MATERIAL SHOWN:
---------------

use std::path::PathBuf;

use indexmap::IndexMap;

use crate::errors::CommandError;
use crate::table::AttributeTable;
use crate::utils::color::LayerColor;
use crate::utils::extent::Extent;

/// A raster which has been rendered to an image for display over the map.
#[derive(Clone,Debug,PartialEq)]
pub(crate) struct RasterOverlay {
    pub(crate) image: PathBuf,
    pub(crate) bounds: Extent
}

#[derive(Clone,Debug,PartialEq)]
pub(crate) enum ReferencePayload {
    Vector(AttributeTable),
    Raster(RasterOverlay)
}

impl ReferencePayload {

    pub(crate) const fn kind(&self) -> &'static str {
        match self {
            Self::Vector(_) => "vector",
            Self::Raster(_) => "raster",
        }
    }
}

#[derive(Clone,Debug,PartialEq)]
pub(crate) struct ReferenceLayer {
    payload: ReferencePayload,
    color: LayerColor
}

impl ReferenceLayer {

    pub(crate) const fn payload(&self) -> &ReferencePayload {
        &self.payload
    }

    pub(crate) const fn color(&self) -> LayerColor {
        self.color
    }
}

/// Layers loaded for reference, keyed by the name of the file they came from. They can't be edited, only recolored or removed.
#[derive(Default)]
pub(crate) struct ReferenceLayers {
    layers: IndexMap<String,ReferenceLayer>
}

impl ReferenceLayers {

    /// Loading a file with the same name as an existing layer replaces it, but the layer keeps its color. Returns true if a layer was replaced.
    pub(crate) fn insert(&mut self, name: String, payload: ReferencePayload, color: LayerColor) -> bool {
        match self.layers.get_mut(&name) {
            Some(existing) => {
                existing.payload = payload;
                true
            },
            None => {
                _ = self.layers.insert(name, ReferenceLayer { payload, color });
                false
            }
        }
    }

    pub(crate) fn get(&self, name: &str) -> Result<&ReferenceLayer,CommandError> {
        self.layers.get(name).ok_or_else(|| CommandError::UnknownReferenceLayer(name.to_owned()))
    }

    pub(crate) fn vector(&self, name: &str) -> Result<&AttributeTable,CommandError> {
        match &self.get(name)?.payload {
            ReferencePayload::Vector(table) => Ok(table),
            ReferencePayload::Raster(_) => Err(CommandError::ReferenceLayerNotVector(name.to_owned()))
        }
    }

    /// Returns true if the color was actually changed.
    pub(crate) fn set_color(&mut self, name: &str, color: LayerColor) -> Result<bool,CommandError> {
        let layer = self.layers.get_mut(name).ok_or_else(|| CommandError::UnknownReferenceLayer(name.to_owned()))?;
        if layer.color == color {
            Ok(false)
        } else {
            layer.color = color;
            Ok(true)
        }
    }

    pub(crate) fn remove(&mut self, name: &str) -> Result<ReferenceLayer,CommandError> {
        self.layers.shift_remove(name).ok_or_else(|| CommandError::UnknownReferenceLayer(name.to_owned()))
    }

    pub(crate) fn iter(&self) -> indexmap::map::Iter<'_,String,ReferenceLayer> {
        self.layers.iter()
    }

    pub(crate) fn len(&self) -> usize {
        self.layers.len()
    }

}

impl<'layers> IntoIterator for &'layers ReferenceLayers {
    type Item = (&'layers String,&'layers ReferenceLayer);

    type IntoIter = indexmap::map::Iter<'layers,String,ReferenceLayer>;

    fn into_iter(self) -> Self::IntoIter {
        self.iter()
    }
}

#[cfg(test)]
mod test {

    use std::path::PathBuf;

    use super::RasterOverlay;
    use super::ReferenceLayers;
    use super::ReferencePayload;
    use crate::table::AttributeTable;
    use crate::utils::color::LayerColor;
    use crate::utils::extent::Extent;

    #[test]
    fn test_replacing_a_layer_keeps_color() {
        let mut layers = ReferenceLayers::default();
        let red = LayerColor::from_rgb(255,0,0);
        assert!(!layers.insert("roads.shp".to_owned(), ReferencePayload::Vector(AttributeTable::default()), red));
        assert!(layers.insert("roads.shp".to_owned(), ReferencePayload::Vector(AttributeTable::default()), LayerColor::from_rgb(0,0,0)));
        assert_eq!(layers.get("roads.shp").unwrap().color(),red);
        assert_eq!(layers.len(),1);
    }

    #[test]
    fn test_recolor_and_remove() {
        let mut layers = ReferenceLayers::default();
        let gray = LayerColor::from_rgb(0x55,0x55,0x55);
        _ = layers.insert("roads.shp".to_owned(), ReferencePayload::Vector(AttributeTable::default()), gray);
        assert!(!layers.set_color("roads.shp", gray).unwrap());
        assert!(layers.set_color("roads.shp", LayerColor::from_rgb(1,2,3)).unwrap());
        assert!(layers.set_color("rivers.shp", gray).is_err());
        _ = layers.remove("roads.shp").unwrap();
        assert!(layers.remove("roads.shp").is_err());
    }

    #[test]
    fn test_raster_has_no_table() {
        let mut layers = ReferenceLayers::default();
        let overlay = RasterOverlay {
            image: PathBuf::from("dem.png"),
            bounds: Extent::new(0.0,0.0,1.0,1.0)
        };
        _ = layers.insert("dem.tif".to_owned(), ReferencePayload::Raster(overlay), LayerColor::from_rgb(0,0,0));
        assert!(layers.vector("dem.tif").is_err());
        assert_eq!(layers.get("dem.tif").unwrap().payload().kind(),"raster");
    }
}
#[cfg(test)]
mod test {

    use std::path::Path;

    use gdal::Dataset;
    use gdal::DriverManager;
    use gdal::vector::LayerOptions;
    use gdal::spatial_ref::SpatialRef;
    use gdal::vector::Feature;
    use gdal::vector::Geometry;
    use gdal::vector::OGRFieldType;
    use gdal::vector::LayerAccess;
    use gdal::vector::OGRwkbGeometryType;
    use geojson::Value;
    use indexmap::IndexMap;

    use super::find_archive_entry;
    use super::has_extension;
    use super::read_table;
    use super::wgs84;
    use super::write_table;
    use crate::errors::CommandError;
    use crate::gis::VectorSource;
    use crate::table::AttributeTable;
    use crate::table::AttributeValue;
    use crate::table::ColumnType;
    use crate::table::TableRow;
    use crate::test::scratch_directory;

    /// Adds a layer of points, given as WKT with their values in field order.
    fn add_point_layer(dataset: &mut Dataset, name: &str, srs: &SpatialRef, fields: &[(&str,OGRFieldType::Type)], points: &[(&str,Vec<AttributeValue>)]) {
        let layer = dataset.create_layer(LayerOptions {
            name,
            ty: OGRwkbGeometryType::wkbPoint,
            srs: Some(srs),
            options: None
        }).unwrap();
        layer.create_defn_fields(fields).unwrap();
        for (wkt,values) in points {
            let mut feature = Feature::new(layer.defn()).unwrap();
            feature.set_geometry(Geometry::from_wkt(wkt).unwrap()).unwrap();
            for (index,value) in values.iter().enumerate() {
                match value {
                    AttributeValue::Null => feature.set_field_null(index).unwrap(),
                    AttributeValue::Integer(value) => feature.set_field_integer64(index, *value).unwrap(),
                    AttributeValue::Real(value) => feature.set_field_double(index, *value).unwrap(),
                    AttributeValue::Text(value) => feature.set_field_string(index, value).unwrap(),
                    AttributeValue::Boolean(value) => feature.set_field_integer(index, i32::from(*value)).unwrap(),
                }
            }
            feature.create(&layer).unwrap();
        }
    }

    fn point(row: &TableRow) -> (f64,f64) {
        match row.geometry.as_ref().map(|geometry| &geometry.value) {
            Some(Value::Point(position)) => (position[0],position[1]),
            other => panic!("expected a point, found {other:?}")
        }
    }

    fn working_table() -> AttributeTable {
        let mut table = AttributeTable::new(IndexMap::from([
            ("selected".to_owned(),ColumnType::Boolean),
            ("name".to_owned(),ColumnType::Text),
            ("area".to_owned(),ColumnType::Real),
            ("count".to_owned(),ColumnType::Integer),
        ]));
        table.push_row(TableRow::new(
            Some(geojson::Geometry::new(Value::Point(vec![-70.5,-33.5]))),
            IndexMap::from([
                ("selected".to_owned(),AttributeValue::Boolean(true)),
                ("name".to_owned(),AttributeValue::Text("uno".to_owned())),
                ("area".to_owned(),AttributeValue::Real(1.5)),
                ("count".to_owned(),AttributeValue::Integer(3)),
            ])
        ));
        table.push_row(TableRow::new(
            Some(geojson::Geometry::new(Value::Point(vec![-70.25,-33.25]))),
            IndexMap::from([
                ("selected".to_owned(),AttributeValue::Boolean(false)),
                ("name".to_owned(),AttributeValue::Text("dos".to_owned())),
                ("area".to_owned(),AttributeValue::Null),
                ("count".to_owned(),AttributeValue::Null),
            ])
        ));
        table
    }

    #[test]
    fn test_extension_ignores_case() {
        assert!(has_extension(Path::new("roads.SHP"),"shp"));
        assert!(has_extension(Path::new("dir/roads.shp"),"shp"));
        assert!(!has_extension(Path::new("roads.shp.xml"),"shp"));
        assert!(!has_extension(Path::new("shp"),"shp"));
    }

    #[test]
    fn test_projected_layer_is_read_as_lon_lat() {
        let directory = scratch_directory("projected");
        let path = directory.join("wells.shp");
        {
            let mut dataset = DriverManager::get_driver_by_name("ESRI Shapefile").unwrap().create_vector_only(&path).unwrap();
            // UTM zone 19S, near Santiago
            add_point_layer(&mut dataset, "wells", &SpatialRef::from_epsg(32719).unwrap(), &[("code",OGRFieldType::OFTInteger64)], &[
                ("POINT (350000 6300000)",vec![AttributeValue::Integer(7)])
            ]);
        }
        let table = read_table(&VectorSource::File(path)).unwrap();
        assert_eq!(table.rows.len(),1);
        let (lon,lat) = point(&table.rows[0]);
        assert!((-71.0..-70.0).contains(&lon),"longitude {lon}");
        assert!((-34.0..-33.0).contains(&lat),"latitude {lat}");
        assert_eq!(table.rows[0].value("code"),&AttributeValue::Integer(7));
    }

    #[test]
    fn test_columns_are_merged_across_layers() {
        let directory = scratch_directory("layers");
        let path = directory.join("sites.gpkg");
        {
            let mut dataset = DriverManager::get_driver_by_name("GPKG").unwrap().create_vector_only(&path).unwrap();
            let srs = wgs84().unwrap();
            add_point_layer(&mut dataset, "first", &srs, &[("code",OGRFieldType::OFTInteger64),("name",OGRFieldType::OFTString)], &[
                ("POINT (-70.5 -33.5)",vec![AttributeValue::Integer(1),AttributeValue::Text("uno".to_owned())])
            ]);
            add_point_layer(&mut dataset, "second", &srs, &[("code",OGRFieldType::OFTString),("area",OGRFieldType::OFTReal)], &[
                ("POINT (-70.0 -33.0)",vec![AttributeValue::Text("B-2".to_owned()),AttributeValue::Real(3.5)])
            ]);
        }
        let table = read_table(&VectorSource::File(path)).unwrap();
        assert_eq!(table.columns,IndexMap::from([
            ("code".to_owned(),ColumnType::Text),
            ("name".to_owned(),ColumnType::Text),
            ("area".to_owned(),ColumnType::Real),
        ]));
        assert_eq!(table.rows.len(),2);
        assert_eq!(table.rows[0].value("code"),&AttributeValue::Text("1".to_owned()));
        assert_eq!(table.rows[0].value("area"),&AttributeValue::Null);
        assert_eq!(table.rows[1].value("code"),&AttributeValue::Text("B-2".to_owned()));
        assert_eq!(table.rows[1].value("area"),&AttributeValue::Real(3.5));
        assert_eq!(point(&table.rows[1]),(-70.0,-33.0));
    }

    #[test]
    fn test_shapefile_round_trip() {
        let directory = scratch_directory("shapefile");
        let path = directory.join("work.shp");
        write_table(&path, &working_table()).unwrap();
        // writing again replaces the old files instead of failing
        write_table(&path, &working_table()).unwrap();
        let table = read_table(&VectorSource::File(path)).unwrap();
        assert_eq!(table.columns.get("selected"),Some(&ColumnType::Integer));
        assert_eq!(table.rows.len(),2);
        assert_eq!(table.rows[0].value("selected"),&AttributeValue::Integer(1));
        assert_eq!(table.rows[1].value("selected"),&AttributeValue::Integer(0));
        assert_eq!(table.rows[0].value("name"),&AttributeValue::Text("uno".to_owned()));
        assert_eq!(table.rows[0].value("area"),&AttributeValue::Real(1.5));
        assert_eq!(table.rows[0].value("count"),&AttributeValue::Integer(3));
        assert_eq!(table.rows[1].value("area"),&AttributeValue::Null);
        let (lon,lat) = point(&table.rows[0]);
        assert!((lon + 70.5).abs() < 1e-9 && (lat + 33.5).abs() < 1e-9);
    }

    #[test]
    fn test_geojson_round_trip_keeps_nulls() {
        let directory = scratch_directory("geojson");
        let path = directory.join("work.geojson");
        write_table(&path, &working_table()).unwrap();
        let table = read_table(&VectorSource::File(path)).unwrap();
        let columns: Vec<&str> = table.columns.keys().map(String::as_str).collect();
        assert_eq!(columns,vec!["selected","name","area","count"]);
        assert_eq!(table.rows[0].value("selected"),&AttributeValue::Integer(1));
        assert_eq!(table.rows[1].value("selected"),&AttributeValue::Integer(0));
        assert_eq!(table.rows[1].value("name"),&AttributeValue::Text("dos".to_owned()));
        assert_eq!(table.rows[1].value("area"),&AttributeValue::Null);
        assert_eq!(table.rows[1].value("count"),&AttributeValue::Null);
        assert_eq!(point(&table.rows[1]),(-70.25,-33.25));
    }

    #[test]
    fn test_first_kml_entry_in_archive() {
        let directory = scratch_directory("archive");
        let archive = directory.join("places.kmz");
        {
            let entry = format!("/vsizip/{}/doc.kml",archive.display());
            let mut dataset = DriverManager::get_driver_by_name("KML").unwrap().create_vector_only(entry).unwrap();
            add_point_layer(&mut dataset, "places", &wgs84().unwrap(), &[], &[
                ("POINT (-70.6 -33.4)",Vec::new())
            ]);
        }
        let entry = find_archive_entry(&archive, "kml").unwrap();
        assert!(entry.ends_with("doc.kml"));
        assert!(matches!(find_archive_entry(&archive, "shp"),Err(CommandError::MissingArchiveEntry(_,"shp"))));

        let table = read_table(&VectorSource::ArchiveEntry { archive, extension: "kml" }).unwrap();
        assert_eq!(table.rows.len(),1);
        // KML points may come back with an elevation, only the first two positions are checked
        let (lon,lat) = point(&table.rows[0]);
        assert!((lon + 70.6).abs() < 1e-6 && (lat + 33.4).abs() < 1e-6);
    }
}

---------------

PROBLEM DETAILS: Look over the records above and filter for each line with the word "existing".

TASK OUTPUT:
    /// Loading a file with the same name as an existing layer replaces it, but the layer keeps its color. Returns true if a layer was replaced.
            Some(existing) => {
                existing.payload = payload;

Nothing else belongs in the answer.